Exercise data —
*** Block opens ***

use serde::Serialize;

/// First hour of the peak period; hours before it are off-peak.
pub const OFF_PEAK_END_HOUR: usize = 8;

/// Two-period time-of-use tariff: off-peak overnight, peak otherwise.
#[derive(Debug, Clone, Copy, PartialEq, Serialize)]
pub struct TouTariff {
    /// Price per kWh during off-peak hours.
    pub off_peak_price: f64,
    /// Price per kWh during peak hours.
    pub peak_price: f64,
}

impl TouTariff {
    pub fn new(off_peak_price: f64, peak_price: f64) -> Self {
        Self {
            off_peak_price,
            peak_price,
        }
    }

    /// Returns `true` if the hour of day falls in the off-peak period.
    pub fn is_off_peak(hour_of_day: usize) -> bool {
        hour_of_day < OFF_PEAK_END_HOUR
    }

    /// Purchase price for the hour of day.
    pub fn price_at(&self, hour_of_day: usize) -> f64 {
        if Self::is_off_peak(hour_of_day) {
            self.off_peak_price
        } else {
            self.peak_price
        }
    }
}

#[cfg(test)]
mod tests {
    use super::*;

    #[test]
    fn off_peak_before_eight() {
        assert!(TouTariff::is_off_peak(0));
        assert!(TouTariff::is_off_peak(7));
        assert!(!TouTariff::is_off_peak(8));
        assert!(!TouTariff::is_off_peak(23));
    }

    #[test]
    fn price_follows_period() {
        let tariff = TouTariff::new(0.092, 0.129);
        assert_eq!(tariff.price_at(3), 0.092);
        assert_eq!(tariff.price_at(8), 0.129);
        assert_eq!(tariff.price_at(22), 0.129);
    }
}
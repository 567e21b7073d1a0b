//! Month loop: synthesize, dispatch, aggregate, and project the payback.

use serde::Serialize;
use tracing::{debug, info, warn};

use crate::error::ValidationError;
use crate::profile::{ProfileSynthesizer, SolarBell};

use super::engine::Dispatcher;
use super::kpi::MonthKpis;
use super::types::{
    HourlyResult, MonthlyBillingRecord, MonthlySummary, SimulationParams, round_cents,
};

/// Payback at or below this many years counts as viable.
pub const VIABLE_PAYBACK_YEARS: f64 = 10.0;

/// Payback reported when the battery never pays for itself.
pub const PAYBACK_SENTINEL_YEARS: f64 = 999.0;

const MONTHS_PER_YEAR: f64 = 12.0;

/// Full hourly trace of one month, kept for plotting and diagnostics.
#[derive(Debug, Clone, PartialEq, Serialize)]
pub struct HourlyDetail {
    /// Index of the month in the input sequence.
    pub month_index: usize,
    pub label: String,
    pub hours: Vec<HourlyResult>,
    /// Running sum of the hourly net balance.
    pub cumulative_savings: Vec<f64>,
}

/// An inclusive hour range borrowed from an [`HourlyDetail`].
#[derive(Debug, Clone, Copy, PartialEq, Serialize)]
pub struct DetailWindow<'a> {
    pub from: usize,
    pub hours: &'a [HourlyResult],
    pub cumulative_savings: &'a [f64],
}

impl HourlyDetail {
    fn new(month_index: usize, label: String, hours: Vec<HourlyResult>) -> Self {
        let cumulative_savings = hours
            .iter()
            .scan(0.0, |acc, h| {
                *acc += h.net_balance;
                Some(*acc)
            })
            .collect();
        Self {
            month_index,
            label,
            hours,
            cumulative_savings,
        }
    }

    /// Returns hours `from..=to`, clamped to the month.
    ///
    /// An empty window comes back when `from` is past the end or after `to`.
    pub fn window(&self, from: usize, to: usize) -> DetailWindow<'_> {
        let len = self.hours.len();
        if from >= len || from > to {
            return DetailWindow {
                from,
                hours: &[],
                cumulative_savings: &[],
            };
        }
        let end = to.min(len - 1) + 1;
        DetailWindow {
            from,
            hours: &self.hours[from..end],
            cumulative_savings: &self.cumulative_savings[from..end],
        }
    }
}

/// Everything a simulation run hands back to its caller.
#[derive(Debug, Clone, PartialEq, Serialize)]
pub struct SimulationOutput {
    /// One summary per input record, in input order.
    pub summaries: Vec<MonthlySummary>,
    /// Sum of the unrounded monthly net balances.
    pub total_savings: f64,
    /// Hourly trace of the designated month, absent for empty input.
    pub detail: Option<HourlyDetail>,
}

impl SimulationOutput {
    /// Annualizes the total and derives the payback period.
    pub fn projection(&self, installation_cost: f64) -> Projection {
        Projection::new(self.total_savings, self.summaries.len(), installation_cost)
    }
}

/// Annualized savings and simple payback.
#[derive(Debug, Clone, Copy, PartialEq, Serialize)]
pub struct Projection {
    pub total_savings: f64,
    pub annualized_savings: f64,
    /// Years to recover the installation cost, or [`PAYBACK_SENTINEL_YEARS`].
    pub payback_years: f64,
    pub installation_cost: f64,
    /// `true` when the payback is at most [`VIABLE_PAYBACK_YEARS`].
    pub viable: bool,
}

impl Projection {
    /// Extrapolates `total_savings` over `months` to a year.
    ///
    /// Zero months annualize to zero savings, which in turn yields the
    /// sentinel payback.
    pub fn new(total_savings: f64, months: usize, installation_cost: f64) -> Self {
        let annualized_savings = if months > 0 {
            total_savings / months as f64 * MONTHS_PER_YEAR
        } else {
            0.0
        };
        let payback_years = if annualized_savings > 0.0 {
            installation_cost / annualized_savings
        } else {
            PAYBACK_SENTINEL_YEARS
        };
        let viable = payback_years <= VIABLE_PAYBACK_YEARS;

        if annualized_savings <= 0.0 {
            warn!(annualized_savings, "battery does not generate savings");
        } else if !viable {
            warn!(
                payback_years,
                "payback exceeds {VIABLE_PAYBACK_YEARS} years, consider an indexed tariff"
            );
        }

        Self {
            total_savings,
            annualized_savings,
            payback_years,
            installation_cost,
            viable,
        }
    }
}

/// Simulates every billing record and aggregates the results.
///
/// All inputs are validated before the first hour is simulated. Months are
/// independent: each starts with an empty battery.
///
/// # Arguments
///
/// * `records` - Billing periods, in the order they should be reported
/// * `params` - Battery, policy and sale price settings
/// * `detail_month` - Index of the month whose hourly trace is kept; the last
///   month when `None`
///
/// # Errors
///
/// Returns the first [`ValidationError`] found in the parameters or records,
/// or [`ValidationError::DetailMonthOutOfRange`] for a bad detail index.
pub fn simulate(
    records: &[MonthlyBillingRecord],
    params: &SimulationParams,
    detail_month: Option<usize>,
) -> Result<SimulationOutput, ValidationError> {
    params.validate()?;
    for record in records {
        record.validate()?;
    }
    if let Some(index) = detail_month.filter(|&i| i >= records.len()) {
        return Err(ValidationError::DetailMonthOutOfRange {
            index,
            months: records.len(),
        });
    }
    let detail_index = detail_month.or_else(|| records.len().checked_sub(1));

    let synthesizer =
        ProfileSynthesizer::new(params.consumption_shape.template(), SolarBell::default());

    let mut summaries = Vec::with_capacity(records.len());
    let mut total_savings = 0.0;
    let mut detail = None;

    for (index, record) in records.iter().enumerate() {
        let profile = synthesizer.synthesize(record);
        let mut dispatcher =
            Dispatcher::new(&params.battery, params.policy, params.sale_price_for(record));
        let run = dispatcher.run(&profile);
        let kpi = MonthKpis::from_results(&run.hours, params.battery.capacity_kwh);

        debug!(month = %record.label, savings = run.net_balance, "{kpi}");

        total_savings += run.net_balance;
        summaries.push(MonthlySummary {
            label: record.label.clone(),
            savings: round_cents(run.net_balance),
            consumption_kwh: record.consumption_kwh,
            surplus_kwh: record.surplus_kwh,
            kpi,
        });

        if detail_index == Some(index) {
            detail = Some(HourlyDetail::new(index, record.label.clone(), run.hours));
        }
    }

    info!(
        months = summaries.len(),
        total_savings,
        template = ?params.consumption_shape,
        exclusivity = ?params.policy.charge_exclusivity,
        "simulation complete"
    );

    Ok(SimulationOutput {
        summaries,
        total_savings,
        detail,
    })
}

#[cfg(test)]
mod tests {
    use super::*;
    use crate::sim::types::BatteryParams;
    use approx::assert_relative_eq;

    fn records() -> Vec<MonthlyBillingRecord> {
        vec![
            MonthlyBillingRecord::new("Mar-Abr", 2955.0, 1940.0, 0.092, 0.129),
            MonthlyBillingRecord::new("Abr-May", 3397.0, 1708.0, 0.092, 0.130),
        ]
    }

    fn run(detail_month: Option<usize>) -> SimulationOutput {
        simulate(&records(), &SimulationParams::default(), detail_month).unwrap()
    }

    #[test]
    fn one_summary_per_record_in_order() {
        let out = run(None);
        let labels: Vec<_> = out.summaries.iter().map(|s| s.label.as_str()).collect();
        assert_eq!(labels, vec!["Mar-Abr", "Abr-May"]);
    }

    #[test]
    fn detail_defaults_to_last_month() {
        let detail = run(None).detail.unwrap();
        assert_eq!(detail.label, "Abr-May");
        assert_eq!(detail.hours.len(), 720);
    }

    #[test]
    fn detail_month_can_be_chosen() {
        assert_eq!(run(Some(0)).detail.unwrap().month_index, 0);
    }

    #[test]
    fn detail_month_out_of_range() {
        let err = simulate(&records(), &SimulationParams::default(), Some(2));
        assert_eq!(
            err,
            Err(ValidationError::DetailMonthOutOfRange {
                index: 2,
                months: 2
            })
        );
    }

    #[test]
    fn invalid_record_aborts_before_simulating() {
        let mut bad = records();
        bad[1].off_peak_price = 0.0;
        let err = simulate(&bad, &SimulationParams::default(), None);
        assert!(matches!(err, Err(ValidationError::NonPositivePrice { .. })));
    }

    #[test]
    fn invalid_battery_rejected() {
        let params = SimulationParams::with_battery(BatteryParams::new(100.0, 50.0, 1.5));
        let err = simulate(&records(), &params, None);
        assert_eq!(err, Err(ValidationError::EfficiencyOutOfRange(1.5)));
    }

    #[test]
    fn empty_input_gives_zero_total() {
        let out = simulate(&[], &SimulationParams::default(), None).unwrap();
        assert!(out.summaries.is_empty());
        assert_eq!(out.total_savings, 0.0);
        assert!(out.detail.is_none());
    }

    #[test]
    fn cumulative_trace_ends_at_month_total() {
        let detail = run(Some(0)).detail.unwrap();
        let unrounded: f64 = detail.hours.iter().map(|h| h.net_balance).sum();
        assert_relative_eq!(*detail.cumulative_savings.last().unwrap(), unrounded, epsilon = 1e-9);
    }

    #[test]
    fn window_is_inclusive_and_clamped() {
        let detail = run(None).detail.unwrap();
        let w = detail.window(240, 288);
        assert_eq!(w.hours.len(), 49);
        assert_eq!(w.hours[0].hour, 240);
        assert_eq!(w.cumulative_savings.len(), 49);

        assert_eq!(detail.window(700, 10_000).hours.len(), 20);
        assert!(detail.window(720, 800).hours.is_empty());
        assert!(detail.window(10, 5).hours.is_empty());
    }

    #[test]
    fn projection_annualizes_and_divides() {
        let p = Projection::new(300.0, 3, 12_000.0);
        assert_relative_eq!(p.annualized_savings, 1200.0);
        assert_relative_eq!(p.payback_years, 10.0);
        assert!(p.viable);
    }

    #[test]
    fn projection_sentinel_when_no_savings() {
        let p = Projection::new(-5.0, 4, 30_000.0);
        assert_eq!(p.payback_years, PAYBACK_SENTINEL_YEARS);
        assert!(!p.viable);

        let p = Projection::new(0.0, 0, 30_000.0);
        assert_eq!(p.annualized_savings, 0.0);
        assert_eq!(p.payback_years, PAYBACK_SENTINEL_YEARS);
    }
}
/// Frame pacing for the sender.
///
/// Frame `k` is due at `start + k * interval`. After each send the pacer
/// says how long to sleep until the next frame is due. When the sender has
/// fallen more than a whole interval behind, the schedule is rebased on the
/// current instant and the frame counter (which doubles as the sequence
/// number) restarts at 0, so lag never accumulates. Receivers see that as a
/// sequence discontinuity.

use std::time::{Duration, Instant};

/// What the sender should do after a frame went out.
#[derive(Debug, Clone, Copy, PartialEq, Eq)]
pub enum PaceAction {
    /// Next frame is due after this delay.
    Sleep(Duration),
    /// Next frame is already due, but within one interval of schedule.
    Proceed,
    /// Fell too far behind; schedule and sequence restarted.
    Reset { behind: Duration },
}

#[derive(Debug, Clone)]
pub struct Pacer {
    interval: Duration,
    start: Instant,
    frames: u32,
    resets: u64,
}

impl Pacer {
    pub fn new(fps: u32, now: Instant) -> Self {
        Self::with_interval(Duration::from_secs(1) / fps.max(1), now)
    }

    pub fn with_interval(interval: Duration, now: Instant) -> Self {
        Self {
            interval,
            start: now,
            frames: 0,
            resets: 0,
        }
    }

    pub fn interval(&self) -> Duration {
        self.interval
    }

    /// Sequence number for the next frame to send.
    pub fn sequence(&self) -> u32 {
        self.frames
    }

    /// Number of times the schedule has been rebased.
    pub fn resets(&self) -> u64 {
        self.resets
    }

    /// Record that the current frame was sent at `now`.
    pub fn on_frame_sent(&mut self, now: Instant) -> PaceAction {
        self.frames = self.frames.wrapping_add(1);
        let due = self.start + self.interval * self.frames;

        if due > now {
            return PaceAction::Sleep(due - now);
        }

        let behind = now - due;
        if behind > self.interval {
            self.start = now;
            self.frames = 0;
            self.resets += 1;
            PaceAction::Reset { behind }
        } else {
            PaceAction::Proceed
        }
    }
}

*** Block closes ***

Required work —
Determine the count of lines that include the word "DetailMonthOutOfRange" in the listing, and state nothing but that count.

Finished task —
3